• _Activity_: Restate each entry below word for word, without skipping any.

--- START ---

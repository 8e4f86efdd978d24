//! Asynchronous client for publishing notifications and managing users.
//!
//! Every network operation is one linear pipeline:
//! validate, build, send, normalize. Arguments are validated by
//! `PushClient::build_*` before the transport is touched, and nothing is
//! retried. The client holds no mutable state, so concurrent calls on one
//! instance are independent.

use push_notifications_core::{
    ApiError, ClientConfig, HttpRequest, HttpResponse, PublishRequest, PushClient, TargetKind, Token,
};
use serde_json::Value;
use tracing::{debug, warn};

use crate::transport::{ReqwestTransport, Transport};

#[derive(Debug, Clone)]
pub struct PushNotifications<T = ReqwestTransport> {
    core: PushClient,
    transport: T,
}

impl PushNotifications<ReqwestTransport> {
    pub fn new(config: ClientConfig) -> Self {
        Self::with_transport(config, ReqwestTransport::new())
    }
}

impl<T: Transport> PushNotifications<T> {
    pub fn with_transport(config: ClientConfig, transport: T) -> Self {
        Self {
            core: PushClient::new(config),
            transport,
        }
    }

    pub fn config(&self) -> &ClientConfig {
        self.core.config()
    }

    /// Publish to devices subscribed to any of 1 to 100 `interests`.
    ///
    /// Resolves to the service's acknowledgement, normally
    /// `{"publishId": ..}`, or `None` if the reply had no body.
    pub async fn publish_to_interests<S: AsRef<str>>(
        &self,
        interests: &[S],
        request: &PublishRequest,
    ) -> Result<Option<Value>, ApiError> {
        let req = self.core.build_publish_to_interests(interests, request)?;
        let response = self.execute(req).await?;
        self.core.parse_publish(response)
    }

    /// Former name of `publish_to_interests`.
    #[deprecated(note = "use `publish_to_interests` instead")]
    pub async fn publish<S: AsRef<str>>(
        &self,
        interests: &[S],
        request: &PublishRequest,
    ) -> Result<Option<Value>, ApiError> {
        warn!("`publish` is deprecated, use `publish_to_interests` instead");
        self.publish_to_interests(interests, request).await
    }

    /// Publish to the devices of 1 to 1000 authenticated `users`.
    pub async fn publish_to_users<S: AsRef<str>>(
        &self,
        users: &[S],
        request: &PublishRequest,
    ) -> Result<Option<Value>, ApiError> {
        let req = self.core.build_publish_to_users(users, request)?;
        let response = self.execute(req).await?;
        self.core.parse_publish(response)
    }

    /// Publish with dynamically typed targets and payload, for callers that
    /// forward decoded JSON.
    pub async fn publish_from_value(
        &self,
        kind: TargetKind,
        targets: Option<&Value>,
        request: Option<Value>,
    ) -> Result<Option<Value>, ApiError> {
        let req = self.core.build_publish_from_value(kind, targets, request)?;
        let response = self.execute(req).await?;
        self.core.parse_publish(response)
    }

    /// Remove every device registered to `user_id`.
    ///
    /// Resolves to `None` when the service answers with an empty body.
    pub async fn delete_user(&self, user_id: &str) -> Result<Option<Value>, ApiError> {
        let req = self.core.build_delete_user(user_id)?;
        let response = self.execute(req).await?;
        self.core.parse_delete_user(response)
    }

    pub async fn delete_user_from_value(
        &self,
        user_id: Option<&Value>,
    ) -> Result<Option<Value>, ApiError> {
        let req = self.core.build_delete_user_from_value(user_id)?;
        let response = self.execute(req).await?;
        self.core.parse_delete_user(response)
    }

    pub fn generate_token_from_value(&self, user_id: Option<&Value>) -> Result<Token, ApiError> {
        self.core.generate_token_from_value(user_id)
    }

    /// Mint a 24 hour token for `user_id`. Local and synchronous.
    pub fn generate_token(&self, user_id: &str) -> Result<Token, ApiError> {
        self.core.generate_token(user_id)
    }

    async fn execute(&self, request: HttpRequest) -> Result<HttpResponse, ApiError> {
        debug!(method = request.method.as_str(), path = %request.path, "sending request");
        let response = self
            .transport
            .send(self.core.config(), request)
            .await
            .map_err(|e| {
                debug!(error = %e, "transport failed");
                ApiError::Transport(e)
            })?;
        debug!(status = response.status, "received response");
        Ok(response)
    }
}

--- END ---

• _Your solution_:
repository 8e4f86efdd978d24
//! Asynchronous client for publishing notifications and managing users.
//!
//! Every network operation is one linear pipeline:
//! validate, build, send, normalize. Arguments are validated by
//! `PushClient::build_*` before the transport is touched, and nothing is
//! retried. The client holds no mutable state, so concurrent calls on one
//! instance are independent.

use push_notifications_core::{
    ApiError, ClientConfig, HttpRequest, HttpResponse, PublishRequest, PushClient, TargetKind, Token,
};
use serde_json::Value;
use tracing::{debug, warn};

use crate::transport::{ReqwestTransport, Transport};

#[derive(Debug, Clone)]
pub struct PushNotifications<T = ReqwestTransport> {
    core: PushClient,
    transport: T,
}

impl PushNotifications<ReqwestTransport> {
    pub fn new(config: ClientConfig) -> Self {
        Self::with_transport(config, ReqwestTransport::new())
    }
}

impl<T: Transport> PushNotifications<T> {
    pub fn with_transport(config: ClientConfig, transport: T) -> Self {
        Self {
            core: PushClient::new(config),
            transport,
        }
    }

    pub fn config(&self) -> &ClientConfig {
        self.core.config()
    }

    /// Publish to devices subscribed to any of 1 to 100 `interests`.
    ///
    /// Resolves to the service's acknowledgement, normally
    /// `{"publishId": ..}`, or `None` if the reply had no body.
    pub async fn publish_to_interests<S: AsRef<str>>(
        &self,
        interests: &[S],
        request: &PublishRequest,
    ) -> Result<Option<Value>, ApiError> {
        let req = self.core.build_publish_to_interests(interests, request)?;
        let response = self.execute(req).await?;
        self.core.parse_publish(response)
    }

    /// Former name of `publish_to_interests`.
    #[deprecated(note = "use `publish_to_interests` instead")]
    pub async fn publish<S: AsRef<str>>(
        &self,
        interests: &[S],
        request: &PublishRequest,
    ) -> Result<Option<Value>, ApiError> {
        warn!("`publish` is deprecated, use `publish_to_interests` instead");
        self.publish_to_interests(interests, request).await
    }

    /// Publish to the devices of 1 to 1000 authenticated `users`.
    pub async fn publish_to_users<S: AsRef<str>>(
        &self,
        users: &[S],
        request: &PublishRequest,
    ) -> Result<Option<Value>, ApiError> {
        let req = self.core.build_publish_to_users(users, request)?;
        let response = self.execute(req).await?;
        self.core.parse_publish(response)
    }

    /// Publish with dynamically typed targets and payload, for callers that
    /// forward decoded JSON.
    pub async fn publish_from_value(
        &self,
        kind: TargetKind,
        targets: Option<&Value>,
        request: Option<Value>,
    ) -> Result<Option<Value>, ApiError> {
        let req = self.core.build_publish_from_value(kind, targets, request)?;
        let response = self.execute(req).await?;
        self.core.parse_publish(response)
    }

    /// Remove every device registered to `user_id`.
    ///
    /// Resolves to `None` when the service answers with an empty body.
    pub async fn delete_user(&self, user_id: &str) -> Result<Option<Value>, ApiError> {
        let req = self.core.build_delete_user(user_id)?;
        let response = self.execute(req).await?;
        self.core.parse_delete_user(response)
    }

    pub async fn delete_user_from_value(
        &self,
        user_id: Option<&Value>,
    ) -> Result<Option<Value>, ApiError> {
        let req = self.core.build_delete_user_from_value(user_id)?;
        let response = self.execute(req).await?;
        self.core.parse_delete_user(response)
    }

    pub fn generate_token_from_value(&self, user_id: Option<&Value>) -> Result<Token, ApiError> {
        self.core.generate_token_from_value(user_id)
    }

    /// Mint a 24 hour token for `user_id`. Local and synchronous.
    pub fn generate_token(&self, user_id: &str) -> Result<Token, ApiError> {
        self.core.generate_token(user_id)
    }

    async fn execute(&self, request: HttpRequest) -> Result<HttpResponse, ApiError> {
        debug!(method = request.method.as_str(), path = %request.path, "sending request");
        let response = self
            .transport
            .send(self.core.config(), request)
            .await
            .map_err(|e| {
                debug!(error = %e, "transport failed");
                ApiError::Transport(e)
            })?;
        debug!(status = response.status, "received response");
        Ok(response)
    }
}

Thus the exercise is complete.